Maybe I'm missing the point, but it seems to me we should continue to use the convention of letting the file extension dictate the filter used in the Convertible module, and skip all the _stylesheets directory logic. My same argument should hold true for SASS and HAML as well.
The stylesheets directory is a parallel to the posts directory. As far as I know, jekyll only runs textile and markdown over files in the posts directory (I haven't actually tried anywhere else). LESS will only be be run over files with a .less extension, so SASS files should be able to be placed in stylesheets without any problems.
I suppose the alternative is to allow them to be placed anywhere and then not publish the .less files.
Okay, I understand your thinking now, but actually Jekyll runs Markdown or Textile over any file with the corresponding extension, not just posts. This is done in the Convertible module that is included and called from the Page and Post modules.

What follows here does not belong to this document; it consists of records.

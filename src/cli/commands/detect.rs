use anyhow::Result;

use super::{load_resolved_config, run_request};
use crate::cli::CliError;
use crate::config::ResolveOptions;
use crate::translation::Detection;
use crate::ui::{Spinner, Style};

pub async fn run_detect(text: String, resolve: &ResolveOptions, quiet: bool) -> Result<()> {
    let config = load_resolved_config(resolve)?;
    let gateway = config.gateway()?;

    let spinner = Spinner::new("Detecting...", quiet);
    let detection = run_request(
        |completion| gateway.spawn_detect_language(text, completion),
        CliError::Unsupported {
            backend: gateway.backend(),
            operation: "Language detection",
        },
    )
    .await;
    spinner.stop();

    println!("{}", format_detection(&detection?));
    Ok(())
}

fn format_detection(detection: &Detection) -> String {
    format!(
        "{} {}",
        Style::code(&detection.language),
        Style::secondary(format!("(confidence {:.2})", detection.confidence))
    )
}
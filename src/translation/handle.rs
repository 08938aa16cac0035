//! Callback-style execution on top of the async operations.
//!
//! [`spawn_request`] runs one operation on the current tokio runtime and hands
//! its result to a completion closure. The closure runs at most once, and
//! never for a request that was cancelled first.

use std::future::Future;
use tokio::task::JoinHandle;

use crate::error::TranslationError;

/// How a spawned request ended.
#[derive(Debug, Clone, Copy, PartialEq, Eq)]
pub enum Outcome {
    /// The completion callback ran with the operation's result.
    Completed,
    /// The request was cancelled before it finished; the callback did not run.
    Cancelled,
}

/// Handle to an in-flight request started by one of the `spawn_*` methods.
#[derive(Debug)]
pub struct RequestHandle {
    task: JoinHandle<()>,
}

impl RequestHandle {
    /// Cancels the request. Has no effect once the request has completed.
    pub fn cancel(&self) {
        self.task.abort();
    }

    pub fn is_finished(&self) -> bool {
        self.task.is_finished()
    }

    /// Waits for the request to end, either way.
    ///
    /// # Panics
    ///
    /// Re-raises a panic from the completion callback.
    pub async fn join(self) -> Outcome {
        match self.task.await {
            Ok(()) => Outcome::Completed,
            Err(e) if e.is_cancelled() => Outcome::Cancelled,
            Err(e) => std::panic::resume_unwind(e.into_panic()),
        }
    }
}

/// Spawns `operation` and passes its result to `completion`.
///
/// The callback is invoked synchronously right after the operation resolves,
/// with no await point in between, so an abort either lands before the
/// result exists or not at all.
///
/// Must be called from within a tokio runtime.
pub fn spawn_request<T, Fut, F>(operation: Fut, completion: F) -> RequestHandle
where
    T: Send + 'static,
    Fut: Future<Output = Result<T, TranslationError>> + Send + 'static,
    F: FnOnce(Result<T, TranslationError>) + Send + 'static,
{
    let task = tokio::spawn(async move {
        let result = operation.await;
        completion(result);
    });
    RequestHandle { task }
}
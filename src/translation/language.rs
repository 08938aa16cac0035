//! Language code handling shared by the backends.

use anyhow::Result;

/// Google-style codes that Microsoft Translator spells differently.
const BING_CODE_ALIASES: &[(&str, &str)] = &[
    ("zh-CN", "zh-Hans"),
    ("zh", "zh-Hans"),
    ("zh-TW", "zh-Hant"),
    ("tl", "fil"),
    ("hmn", "mww"),
    ("ku", "kmr"),
    ("ckb", "ku"),
    ("mn", "mn-Cyrl"),
    ("no", "nb"),
    ("lg", "lug"),
    ("sr", "sr-Cyrl"),
    ("mni-Mtei", "mni"),
];

/// Returns the source code to send, or `None` when the backend should detect it.
///
/// Empty strings and the conventional `auto` marker both mean auto-detect.
pub fn normalize_source(code: &str) -> Option<&str> {
    let code = code.trim();
    if code.is_empty() || code.eq_ignore_ascii_case("auto") {
        None
    } else {
        Some(code)
    }
}

/// Maps a language code to the spelling Microsoft Translator expects.
pub fn bing_language_code(code: &str) -> &str {
    BING_CODE_ALIASES
        .iter()
        .find(|(from, _)| *from == code)
        .map_or(code, |(_, to)| to)
}

/// Checks that `lang` looks like a BCP-47-ish language code (e.g. `ja`, `zh-TW`).
///
/// Whether the backend actually supports the code is left to the backend.
///
/// # Errors
///
/// Returns an error if the code is empty or contains characters no language
/// code uses.
pub fn validate_language(lang: &str) -> Result<()> {
    let well_formed = !lang.is_empty()
        && lang.len() <= 16
        && lang.split('-').all(|part| {
            !part.is_empty() && part.chars().all(|c| c.is_ascii_alphanumeric())
        });

    if well_formed {
        Ok(())
    } else {
        anyhow::bail!(
            "Invalid language code: '{lang}'\n\n\
             Language codes look like: ja, en, zh-TW, pt-BR\n\
             Run 'mtgate languages' to list the codes your backend supports."
        )
    }
}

An example of this would be my about.textile page on my site:
http://github.com/appden/appden.github.com/tree/master
Gotcha. That's a feature I haven't used. So, I'm not opposed to the proposed change. It'll require some reworking of the patch though.
I've implemented Less integration in my fork in a dumb way (see it here around line 200). This follows the simple rule of the extensions dictating the filter. Would this, in principle, be a suitable solution? (this is not a pull request, but an implementation suggestion)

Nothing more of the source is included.